The CC routes mesh messages between edges: ~1–2 ms same-region, ~50–100 ms cross-region over the peer link. No central "strategy brain" — no single point of failure, no order relay.

See the Strategies & Mesh SDK guide for details.


Security model

Credential storage

Your exchange API keys are encrypted with AES-256-GCM before storage. Each client has a unique encryption key. The keys are decrypted only on the edge server that needs them to place orders - they are never logged, never exposed via API, and never visible to other components.

Non-custodial

Sequence never holds your funds. When you add exchange credentials, we recommend granting only read and trade permissions - never withdrawal access. You can revoke Sequence's access at any time from the exchange side.

Network isolation

All traffic between the CC and edge servers uses encrypted gRPC channels. Edge servers accept connections only from the CC - there is no direct external access to any edge. All client traffic is routed through the CC's REST API over HTTPS.


Latency

End-to-end latency depends on the venue and order routing path:

Local orders (edge in same region as CC):

  1. Client → CC — depends on your location relative to the nearest CC
  2. SOR routing — sub-millisecond
  3. CC → Edge — sub-millisecond (co-located)
  4. Edge → Exchange — 1-5ms (co-located)

Cross-region orders (best venue is in another region):

  1. Client → CC — same as above
  2. SOR routing — sub-millisecond (includes RTT penalty in cost model)
  3. CC → Peer CC — 60-120ms (private network peering)
  4. Peer CC → Edge — sub-millisecond
  5. Edge → Exchange — 1-5ms (co-located)

The SOR automatically factors cross-region latency into its cost model. For large orders where spread savings exceed the latency cost, it routes cross-region.
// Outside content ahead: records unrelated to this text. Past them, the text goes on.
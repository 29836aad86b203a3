//! Error types for storage operations.

use std::io;
use std::path::PathBuf;
use thiserror::Error;

/// Result type for storage operations.
pub type StorageResult<T> = Result<T, StorageError>;

/// Errors that can occur during storage operations.
#[derive(Debug, Error)]
pub enum StorageError {
    /// An I/O error occurred.
    #[error("I/O error: {0}")]
    Io(#[from] io::Error),

    /// Another process holds the store directory.
    #[error("store locked: another process has exclusive access to {path:?}")]
    Locked {
        /// The locked directory.
        path: PathBuf,
    },

    /// The key cannot be used by this store.
    #[error("invalid key {key:?}: {reason}")]
    InvalidKey {
        /// The rejected key.
        key: String,
        /// Why the key was rejected.
        reason: &'static str,
    },

    /// A stored value could not be read back as text.
    #[error("stored value corrupted: {0}")]
    Corrupted(String),
}

impl StorageError {
    /// Creates an invalid key error.
    pub fn invalid_key(key: impl Into<String>, reason: &'static str) -> Self {
        Self::InvalidKey {
            key: key.into(),
            reason,
        }
    }
}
For small urgent orders, it prefers local venues.

Regional deployment

RegionCCEdges
North AmericaPrimary CCCoinbase, DEX (Ethereum/Arbitrum/Base/Optimism/Polygon), Solana
EuropeEU CCKraken, BitMart
AsiaAP CCBinance, OKX, Bybit, Bitget, Crypto.com, Hyperliquid

CEX orders complete in tens of milliseconds. DEX orders are slower because they wait for block confirmation (sub-second on Arbitrum, up to 12s on Ethereum mainnet).